Ana Botín has set the goal of getting rid of half of Popular’s non-performing assets within a year and a half.
To clean up Popular’s toxic assets, Santander is undertaking a capital increase amounting to €7,072 million. The bank will recognise a provision against €7,900 million of Popular’s non-performing assets to increase the coverage level of the real estate risk from 45% to 69%. The average coverage level in the sector is 52%, which is why financial sources say that Santander is likely to mark a milestone that has not been seen in the Spanish banking sector for years: it looks set to sell property at a profit.
Santander is negotiating with the funds to divest Popular’s non-performing assets. It is studying the possibility of creating one or more vehicles to separate the risk linked to property from the acquired entity. Morgan Stanley is advising the bank on the clean-up plan. Some funds, such as Blackstone, Apollo, Bain Capital and Lone Star have approached the bank to understand its strategy.
Santander forecasts that its purchase of Popular will generate cost synergies of around €500 million from 2020 onwards, although Citi elevates that figure to €606 million.

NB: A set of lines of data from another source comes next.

use std::borrow::Cow;
use std::collections::HashMap;

use chrono::{DateTime, Utc};
use serde::{Deserialize, Serialize};

use crate::geometry::{self, Point};
use crate::pose::joint::{Joint, JointPair};

/// Samples below this confidence are treated as absent.
pub const DEFAULT_VISIBILITY_THRESHOLD: f64 = 0.3;

#[derive(Debug, Clone, Copy, PartialEq, Serialize, Deserialize)]
pub struct JointSample {
    pub position: Point,
    pub confidence: f64,
}

/// Vertical axis convention of the upstream pose model.
#[derive(Debug, Clone, Copy, PartialEq, Eq, Default, Serialize, Deserialize)]
#[serde(rename_all = "camelCase")]
pub enum YAxis {
    /// `y` grows toward the bottom of the image (MediaPipe). Used as is.
    #[default]
    Down,
    /// `y` grows toward the top of the image (Apple Vision). Flipped on ingest.
    Up,
}

/// Raw landmark as emitted by a pose model, before normalization.
#[derive(Debug, Clone, Copy, PartialEq, Serialize, Deserialize)]
pub struct Landmark {
    pub x: f64,
    pub y: f64,
    #[serde(default)]
    pub z: f64,
    /// Models that do not report visibility are taken as fully confident.
    #[serde(default)]
    pub visibility: Option<f64>,
}

#[derive(Debug, Clone, Copy, PartialEq, Serialize, Deserialize)]
#[serde(rename_all = "camelCase")]
pub struct IngestOptions {
    pub y_axis: YAxis,
    pub use_depth: bool,
    pub visibility_threshold: f64,
}

impl Default for IngestOptions {
    fn default() -> Self {
        Self {
            y_axis: YAxis::Down,
            use_depth: false,
            visibility_threshold: DEFAULT_VISIBILITY_THRESHOLD,
        }
    }
}

/// One analyzed video frame: joint samples keyed by landmark.
///
/// Immutable once built. Every accessor hides samples whose confidence is
/// below the frame's visibility threshold, so consumers never see them.
#[derive(Debug, Clone, PartialEq)]
pub struct PoseFrame {
    timestamp: DateTime<Utc>,
    samples: HashMap<Joint, JointSample>,
    visibility_threshold: f64,
}

impl PoseFrame {
    pub fn builder(timestamp: DateTime<Utc>) -> PoseFrameBuilder {
        PoseFrameBuilder {
            frame: PoseFrame {
                timestamp,
                samples: HashMap::new(),
                visibility_threshold: DEFAULT_VISIBILITY_THRESHOLD,
            },
        }
    }

    /// Build a frame from a positional landmark list (index = `Joint` index).
    /// Extra landmarks beyond the known vocabulary are dropped.
    pub fn from_landmarks(
        landmarks: &[Landmark],
        timestamp: DateTime<Utc>,
        options: &IngestOptions,
    ) -> PoseFrame {
        let mut builder =
            PoseFrame::builder(timestamp).visibility_threshold(options.visibility_threshold);

        for (index, landmark) in landmarks.iter().enumerate() {
            let Some(joint) = Joint::from_index(index) else {
                break;
            };
            let y = match options.y_axis {
                YAxis::Down => landmark.y,
                YAxis::Up => 1.0 - landmark.y,
            };
            let z = if options.use_depth { landmark.z } else { 0.0 };
            builder = builder.sample(
                joint,
                Point::with_depth(landmark.x, y, z),
                landmark.visibility.unwrap_or(1.0),
            );
        }

        builder.build()
    }

    pub fn timestamp(&self) -> DateTime<Utc> {
        self.timestamp
    }

    pub fn visibility_threshold(&self) -> f64 {
        self.visibility_threshold
    }

    /// This frame seen through a different visibility threshold. Borrows
    /// when the threshold already matches.
    pub fn with_visibility_threshold(&self, threshold: f64) -> Cow<'_, PoseFrame> {
        if self.visibility_threshold == threshold {
            Cow::Borrowed(self)
        } else {
            Cow::Owned(PoseFrame {
                visibility_threshold: threshold,
                ..self.clone()
            })
        }
    }

    /// The sample for `joint`, or `None` when missing or below threshold.
    pub fn sample(&self, joint: Joint) -> Option<&JointSample> {
        self.samples
            .get(&joint)
            .filter(|s| s.confidence >= self.visibility_threshold)
    }

    pub fn point(&self, joint: Joint) -> Option<Point> {
        self.sample(joint).map(|s| s.position)
    }

    pub fn is_visible(&self, joint: Joint) -> bool {
        self.sample(joint).is_some()
    }

    pub fn all_visible(&self, joints: &[Joint]) -> bool {
        joints.iter().all(|j| self.is_visible(*j))
    }

    pub fn angle(&self, a: Joint, b: Joint, c: Joint) -> Option<f64> {
        geometry::angle(self.point(a)?, self.point(b)?, self.point(c)?)
    }

    pub fn distance(&self, a: Joint, b: Joint) -> Option<f64> {
        Some(geometry::distance(self.point(a)?, self.point(b)?))
    }

    /// Midpoint of a left/right pair. Falls back to whichever side is visible.
    pub fn center(&self, pair: JointPair) -> Option<Point> {
        match (self.point(pair.left), self.point(pair.right)) {
            (Some(l), Some(r)) => Some(geometry::midpoint(l, r)),
            (Some(p), None) | (None, Some(p)) => Some(p),
            (None, None) => None,
        }
    }

    /// Angle at `b` computed on each body side and averaged over the sides
    /// where all three joints are visible.
    pub fn bilateral_angle(&self, a: JointPair, b: JointPair, c: JointPair) -> Option<f64> {
        let left = self.angle(a.left, b.left, c.left);
        let right = self.angle(a.right, b.right, c.right);
        match (left, right) {
            (Some(l), Some(r)) => Some((l + r) / 2.0),
            (Some(v), None) | (None, Some(v)) => Some(v),
            (None, None) => None,
        }
    }

    /// Both per-side angles, only when both sides are visible.
    pub fn paired_angles(&self, a: JointPair, b: JointPair, c: JointPair) -> Option<(f64, f64)> {
        Some((
            self.angle(a.left, b.left, c.left)?,
            self.angle(a.right, b.right, c.right)?,
        ))
    }

    /// Mean raw confidence over `joints`; missing joints contribute zero.
    pub fn mean_confidence(&self, joints: &[Joint]) -> f64 {
        if joints.is_empty() {
            return 0.0;
        }
        let total: f64 = joints
            .iter()
            .map(|j| self.samples.get(j).map(|s| s.confidence).unwrap_or(0.0))
            .sum();
        total / joints.len() as f64
    }
}

pub struct PoseFrameBuilder {
    frame: PoseFrame,
}

impl PoseFrameBuilder {
    pub fn visibility_threshold(mut self, threshold: f64) -> Self {
        self.frame.visibility_threshold = threshold;
        self
    }

    pub fn sample(mut self, joint: Joint, position: Point, confidence: f64) -> Self {
        self.frame.samples.insert(
            joint,
            JointSample {
                position,
                confidence: confidence.clamp(0.0, 1.0),
            },
        );
        self
    }

    /// Shorthand for a fully confident 2D sample.
    pub fn joint(self, joint: Joint, x: f64, y: f64) -> Self {
        self.sample(joint, Point::new(x, y), 1.0)
    }

    pub fn build(self) -> PoseFrame {
        self.frame
    }
}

The investment bank considers that Santander is being too conservative in its calculations of the return on investment and its impact on earnings per share.
According to Citi, the purchase of Popular will generate a return of 24% for Santander in 2020 in the best-case scenario, above the 13-14% forecast by the entity. And it estimates that the operation will allow Santander to increase earnings per share by 6% in three years, compared to the forecast of 3%.
Leader in Spain
The resultant entity will rise to the top of the market in terms of assets (almost €470,000 million), deposits (€255,000 million) and loans (€249,000 million). (…).